9. Starting from document D13, the respondent defined the problem to be solved as the provision of an improved method of detecting Norwalk-like virus GI.

10. As a solution to this problem, the patent proposes the method of claim 1.

11. According to paragraph [0056] of the patent, 44 patient samples were tested for the presence of Norwalk-like viruses GI. Of the 44 samples 16 tested positive whereas the remaining 28 were negative. All of the 28 GI negative samples tested positive for the presence of Norwalk-like viruses GII (genotype II). From this, the respondent concluded that the claimed method provided 100% sensitivity.

12. The appellant contested this figure on the basis of paragraph [0022] of the patent which mentioned the determination of 17 new partial and one complete new GI sequences isolated from the 44 samples. On this basis the sensitivity of the claimed method was only 88% (16/18).

13. Paragraph [0022] refers to the number of sequences used for the sequence alignment. Although it literally refers to 17 new partial sequences, the sequence numbering in brackets appears to list only 16 such sequences. Moreover, it cannot be derived from paragraph [0022] from how many of the 44 samples these new sequences were derived. Therefore, the board is not convinced by appellant's argument.

14. Although document D13 repeatedly refers to the achievement of high sensitivity and specificity, no specific figures or data are presented in this respect. Rather, high sensitivity and specificity seem to be inferred from the notion that: "semi-nested PCR systems are among the most sensitive detection methods available today" (page 34, right column, "Discussion"). A direct comparison of the sensitivity of the method disclosed in document D13 with that of the claimed method is therefore not possible.

15. A party to EPO proceedings who raises an objection bears the burden of proving it. In opposition proceedings, the patent proprietor is given the benefit of the doubt if a party makes contrary assertions regarding facts barring patentability which they cannot substantiate beyond reasonable doubt and which the EPO is unable to establish of its own motion (cf. Case Law of the Boards of Appeal, 7th edition, III.G.5.1.1, page 604).

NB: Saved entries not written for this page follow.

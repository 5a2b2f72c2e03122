//! Delayed-withdrawal ledger.
//!
//! Every unstake appends one [`ClaimRound`] under `(owner, index)`, with
//! indices counting up from zero per owner. Rounds are never rewritten except
//! to flip `claimed` from `false` to `true`.

use soroban_sdk::{contracttype, symbol_short, Address, Env, Symbol};

const ROUND: Symbol = symbol_short!("ROUND");
const ROUND_COUNTER: Symbol = symbol_short!("ROUND_CTR");

const TTL_THRESHOLD: u32 = common::TTL_THRESHOLD;
const TTL_EXTEND_TO: u32 = common::TTL_EXTEND_TO;

/// One pending delayed-unstake ticket.
#[contracttype]
#[derive(Clone, Debug, Eq, PartialEq)]
pub struct ClaimRound {
    pub owner: Address,
    /// Escrow burned for this round.
    pub principal_amount: i128,
    /// Sent to the treasury when the round was opened.
    pub penalty_amount: i128,
    /// Paid to the owner on release.
    pub net_amount: i128,
    pub release_timestamp: u64,
    pub claimed: bool,
}

fn round_key(owner: &Address, index: u32) -> (Symbol, Address, u32) {
    (ROUND, owner.clone(), index)
}

fn counter_key(owner: &Address) -> (Symbol, Address) {
    (ROUND_COUNTER, owner.clone())
}

/// Number of rounds `owner` has opened so far.
pub fn counter(env: &Env, owner: &Address) -> u32 {
    env.storage()
        .persistent()
        .get(&counter_key(owner))
        .unwrap_or(0)
}

/// Appends `round` at the owner's next index and returns that index.
pub fn append(env: &Env, round: &ClaimRound) -> u32 {
    let index = counter(env, &round.owner);

    let key = round_key(&round.owner, index);
    env.storage().persistent().set(&key, round);
    env.storage()
        .persistent()
        .extend_ttl(&key, TTL_THRESHOLD, TTL_EXTEND_TO);

    let ctr_key = counter_key(&round.owner);
    env.storage().persistent().set(&ctr_key, &(index + 1));
    env.storage()
        .persistent()
        .extend_ttl(&ctr_key, TTL_THRESHOLD, TTL_EXTEND_TO);

    index
}

pub fn load(env: &Env, owner: &Address, index: u32) -> Option<ClaimRound> {
    env.storage().persistent().get(&round_key(owner, index))
}

/// Flips the round's `claimed` flag. Returns the updated round, or `None`
/// if it does not exist or was already claimed.
pub fn mark_claimed(env: &Env, owner: &Address, index: u32) -> Option<ClaimRound> {
    let mut round = load(env, owner, index)?;
    if round.claimed {
        return None;
    }
    round.claimed = true;
    let key = round_key(owner, index);
    env.storage().persistent().set(&key, &round);
    env.storage()
        .persistent()
        .extend_ttl(&key, TTL_THRESHOLD, TTL_EXTEND_TO);
    Some(round)
}
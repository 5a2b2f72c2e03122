#![no_std]

//! Name → address registry.
//!
//! Sibling contracts resolve each other here instead of hard-coding
//! addresses. Only holders of [`roles::REPOSITORY_OWNER`] in the
//! access-control registry may change a binding.

pub mod events;

use common::roles;
use soroban_sdk::{contract, contractimpl, symbol_short, Address, Env, Symbol};

const ACL: Symbol = symbol_short!("ACL");
const ENTRY: Symbol = symbol_short!("ENTRY");

const TTL_THRESHOLD: u32 = common::TTL_THRESHOLD;
const TTL_EXTEND_TO: u32 = common::TTL_EXTEND_TO;

// ── Contract errors ──────────────────────────────────────────────────────────

#[soroban_sdk::contracterror]
#[derive(Copy, Clone, Debug, Eq, PartialEq)]
#[repr(u32)]
pub enum ContractError {
    NotInitialized = 301,
    Unauthorized = 302,
    ContractNotFound = 303,
}

// ── Contract ─────────────────────────────────────────────────────────────────

#[contract]
pub struct ContractsRepositoryContract;

#[contractimpl]
impl ContractsRepositoryContract {
    /// `access_control` is the role registry consulted for
    /// `REPOSITORY_OWNER`.
    pub fn __constructor(env: Env, access_control: Address) {
        env.storage().instance().set(&ACL, &access_control);
    }

    /// Binds `name` to `address`, replacing any previous binding.
    pub fn set_contract(
        env: Env,
        caller: Address,
        name: Symbol,
        address: Address,
    ) -> Result<(), ContractError> {
        caller.require_auth();

        let acl: Address = env
            .storage()
            .instance()
            .get(&ACL)
            .ok_or(ContractError::NotInitialized)?;
        if !roles::has_role(&env, &acl, &roles::REPOSITORY_OWNER, &caller) {
            return Err(ContractError::Unauthorized);
        }

        let key = (ENTRY, name.clone());
        env.storage().persistent().set(&key, &address);
        env.storage()
            .persistent()
            .extend_ttl(&key, TTL_THRESHOLD, TTL_EXTEND_TO);

        events::publish_contract_set(&env, name, address);

        Ok(())
    }

    /// Resolves the current binding of `name`.
    pub fn get_contract(env: Env, name: Symbol) -> Result<Address, ContractError> {
        env.storage()
            .persistent()
            .get(&(ENTRY, name))
            .ok_or(ContractError::ContractNotFound)
    }

    pub fn get_access_control(env: Env) -> Result<Address, ContractError> {
        env.storage()
            .instance()
            .get(&ACL)
            .ok_or(ContractError::NotInitialized)
    }
}
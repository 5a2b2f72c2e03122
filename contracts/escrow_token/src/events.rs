#![allow(deprecated)] // events().publish migration tracked separately

use soroban_sdk::{symbol_short, Address, Env};

/// Fired when receipt tokens are minted against a new stake.
#[soroban_sdk::contracttype]
#[derive(Clone, Debug, Eq, PartialEq)]
pub struct MintedEvent {
    pub minter: Address,
    pub to: Address,
    pub amount: i128,
    pub total_supply: i128,
}

/// Fired when receipt tokens are burned on unstake.
#[soroban_sdk::contracttype]
#[derive(Clone, Debug, Eq, PartialEq)]
pub struct BurnedEvent {
    pub minter: Address,
    pub from: Address,
    pub amount: i128,
    pub total_supply: i128,
}

#[soroban_sdk::contracttype]
#[derive(Clone, Debug, Eq, PartialEq)]
pub struct ApprovedEvent {
    pub from: Address,
    pub spender: Address,
    pub amount: i128,
}

#[soroban_sdk::contracttype]
#[derive(Clone, Debug, Eq, PartialEq)]
pub struct TransferredEvent {
    pub from: Address,
    pub to: Address,
    pub amount: i128,
}

pub fn publish_minted(env: &Env, minter: Address, to: Address, amount: i128, total_supply: i128) {
    env.events().publish(
        (symbol_short!("mint"), to.clone()),
        MintedEvent {
            minter,
            to,
            amount,
            total_supply,
        },
    );
}

pub fn publish_burned(env: &Env, minter: Address, from: Address, amount: i128, total_supply: i128) {
    env.events().publish(
        (symbol_short!("burn"), from.clone()),
        BurnedEvent {
            minter,
            from,
            amount,
            total_supply,
        },
    );
}

pub fn publish_approved(env: &Env, from: Address, spender: Address, amount: i128) {
    env.events().publish(
        (symbol_short!("approve"), from.clone(), spender.clone()),
        ApprovedEvent {
            from,
            spender,
            amount,
        },
    );
}

pub fn publish_transferred(env: &Env, from: Address, to: Address, amount: i128) {
    env.events().publish(
        (symbol_short!("transfer"), from.clone(), to.clone()),
        TransferredEvent { from, to, amount },
    );
}
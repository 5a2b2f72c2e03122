//! Shared building blocks for the staking contract suite.
//!
//! This crate provides:
//! - [`CommonError`]: error codes raised from shared helpers.
//! - [`roles`] and [`interfaces`]: role identifiers, registry names and
//!   cross-contract clients for the access-control registry, the contracts
//!   repository, the escrow token and the base staking pool.
//! - [`accrual`]: the reward-per-token ledger shared by every pool.
//! - [`schedule`]: the one-shot reward schedule gate.
//! - [`fees`]: the flat anti-spam fee gate.
//!
//! Contract-specific errors live in each contract crate. Every crate owns its
//! own block of codes, so a failure bubbling up from a nested call keeps its
//! identity and is never decoded as one of the caller's variants. Codes below
//! 100 are left to the Stellar asset contract.
//!
//! | range | owner                  |
//! |-------|------------------------|
//! | 1xx   | `common`               |
//! | 2xx   | `access_control`       |
//! | 3xx   | `contracts_repository` |
//! | 4xx   | `escrow_token`         |
//! | 5xx   | `staking`              |
//! | 6xx   | `lp_staking`           |

#![cfg_attr(not(feature = "std"), no_std)]

use soroban_sdk::contracterror;

// ── Modules ──────────────────────────────────────────────────────────────────

pub mod accrual;
pub mod fees;
pub mod interfaces;
pub mod roles;
pub mod schedule;

// ── Storage TTL ──────────────────────────────────────────────────────────────

/// Remaining-ledger threshold below which persistent entries are bumped.
pub const TTL_THRESHOLD: u32 = 5184000;
/// Ledger count persistent entries are extended to.
pub const TTL_EXTEND_TO: u32 = 10368000;

// ── Shared error enum ────────────────────────────────────────────────────────

/// Errors raised from shared helpers via `panic_with_error!`.
///
/// These abort the whole invocation, so no partial state survives.
#[contracterror]
#[derive(Clone, Debug, Eq, PartialEq, Copy)]
#[repr(u32)]
pub enum CommonError {
    /// A fixed-point product or sum does not fit in `i128`.
    MathOverflow = 100,
    /// A fixed-point helper received a negative operand or a zero divisor.
    InvalidOperand = 101,
}
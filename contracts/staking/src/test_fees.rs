extern crate std;

use crate::{
    penalty::DAY,
    test::{Fixture, FEES, ONE, START},
    ContractError,
};

#[test]
fn test_fee_must_match_exactly() {
    let f = Fixture::initialized();
    let user = f.user(10 * ONE);
    f.set_time(START);
    f.client.stake(&user, &(10 * ONE));
    f.set_time(START + 10);

    for wrong in [0i128, FEES - 1, FEES + 1] {
        let result = f.client.try_get_reward(&user, &wrong);
        match result {
            Err(Ok(e)) => assert_eq!(e, ContractError::OnlyWithFees),
            _ => unreachable!("Expected OnlyWithFees error"),
        }
    }
    assert_eq!(f.client.collected_fees(), 0);

    assert_eq!(f.client.get_reward(&user, &FEES), 10 * ONE);
    assert_eq!(f.client.collected_fees(), FEES);
    assert_eq!(f.native.balance(&f.client.address), FEES);
}

#[test]
fn test_every_gated_call_charges_fee() {
    let f = Fixture::initialized();
    let user = f.user(ONE);
    let native_before = f.native.balance(&user);
    f.set_time(START);
    f.client.stake(&user, &ONE);
    f.approve_escrow(&user, ONE);

    let result = f.client.try_unstake(&user, &ONE, &(10 * DAY), &(FEES * 2));
    match result {
        Err(Ok(e)) => assert_eq!(e, ContractError::OnlyWithFees),
        _ => unreachable!("Expected OnlyWithFees error"),
    }

    f.client.unstake(&user, &ONE, &(10 * DAY), &FEES);
    f.set_time(START + 10 * DAY);

    let result = f.client.try_withdraw_tokens_to_claim(&user, &0, &1);
    match result {
        Err(Ok(e)) => assert_eq!(e, ContractError::OnlyWithFees),
        _ => unreachable!("Expected OnlyWithFees error"),
    }
    f.client.withdraw_tokens_to_claim(&user, &0, &FEES);

    assert_eq!(f.client.fees(), FEES);
    assert_eq!(f.client.collected_fees(), 2 * FEES);
    assert_eq!(f.native.balance(&user), native_before - 2 * FEES);
}

#[test]
fn test_transfer_fees_by_manager() {
    let f = Fixture::initialized();
    let user = f.user(ONE);
    f.set_time(START);
    f.client.stake(&user, &ONE);
    f.client.get_reward(&user, &FEES);
    f.client.get_reward(&user, &FEES);

    let swept = f.client.transfer_fees(&f.manager);

    assert_eq!(swept, 2 * FEES);
    assert_eq!(f.native.balance(&f.treasury), 2 * FEES);
    assert_eq!(f.native.balance(&f.client.address), 0);
    assert_eq!(f.client.collected_fees(), 0);

    // Nothing left to sweep.
    assert_eq!(f.client.transfer_fees(&f.manager), 0);
}

#[test]
fn test_transfer_fees_by_non_manager_fails() {
    let f = Fixture::initialized();
    let user = f.user(ONE);
    f.set_time(START);
    f.client.stake(&user, &ONE);
    f.client.get_reward(&user, &FEES);

    for caller in [user.clone(), f.admin.clone()] {
        let result = f.client.try_transfer_fees(&caller);
        match result {
            Err(Ok(e)) => assert_eq!(e, ContractError::OnlyFeesManagerAccess),
            _ => unreachable!("Expected OnlyFeesManagerAccess error"),
        }
    }
    assert_eq!(f.client.collected_fees(), FEES);
    assert_eq!(f.native.balance(&f.treasury), 0);
}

16. In the present case, the patent provides experimental data upon which the respondent relied for the definition of the technical problem underlying the claimed invention. The appellant based its argument that the claimed method did not provide an improvement over the prior art, i.e. did not solve the problem defined by the respondent, on a comparison of the degree of homology of the primer sequences with several known sequences (document D9). No comparative experimental data were however provided.

17. Sensitivity and specificity of a PCR reaction depend not only on the selected primers but also on the assay conditions (apart from other factors such as sample preparation). Documents D3 and D13 describe that the sensitivity of their assays was improved by optimizing the annealing temperature and the MgCl2 concentration (D3, page 5, "RT-PCR assays"; D13, page 31, right column, first full paragraph). Among others, these two parameters affect binding of the specific primer pairs to their target sequences. Therefore, the comparison of the homologies of primer sequences alone is not sufficient to refute the respondent's argument that the claimed method provides an improvement over the method disclosed in document D13. To do so, experimental evidence would be needed. Without comparative experimental data, the appellant's arguments do not convince the board that the technical problem as defined in point 9 above has not been solved.

18. In the light of the data provided in paragraph [0056] of the patent, the subject-matter of claim 1 credibly solves this technical problem.

19. It remains to be established whether the claimed method involves an inventive step.

20. The appellant argued that the disclosure of document D13 combined with that of document D24 rendered the claimed solution obvious.

21. The goal of document D13 was to provide a sensitive and specific PCR method for the detection of Norwalk-like viruses of genotypes I and II. The document identifies suitable regions for the design of primers (cf. point 8 above).

22. Document D24 addressed the problem of detecting Norwalk-like viruses in fecal specimens. Its authors evaluated three primer pairs, two from a presumably conserved region of the RNA-dependent RNA polymerase gene and one from a region which was expected to be more serotype specific (page 642, right column, last paragraph). The authors found that none of the isolated strains had sequences that were completely homologous with the reference Norwalk-like virus sequence and that the first open reading frame comprising the RNA polymerase gene represented the most likely region for the design of broadly reactive PCR primers (page 647, left column, first full paragraph). The authors concluded that although a primer pair targeting the polymerase gene was broadly reactive, the efficiency to detect a Norwalk-like virus might be affected by sequence diversity in a portion of the RNA polymerase region. The successful application of RT-PCR might therefore depend on the use of multiple primer pairs or primers made against regions of the genome that are more conserved (page 647; left column, last paragraph).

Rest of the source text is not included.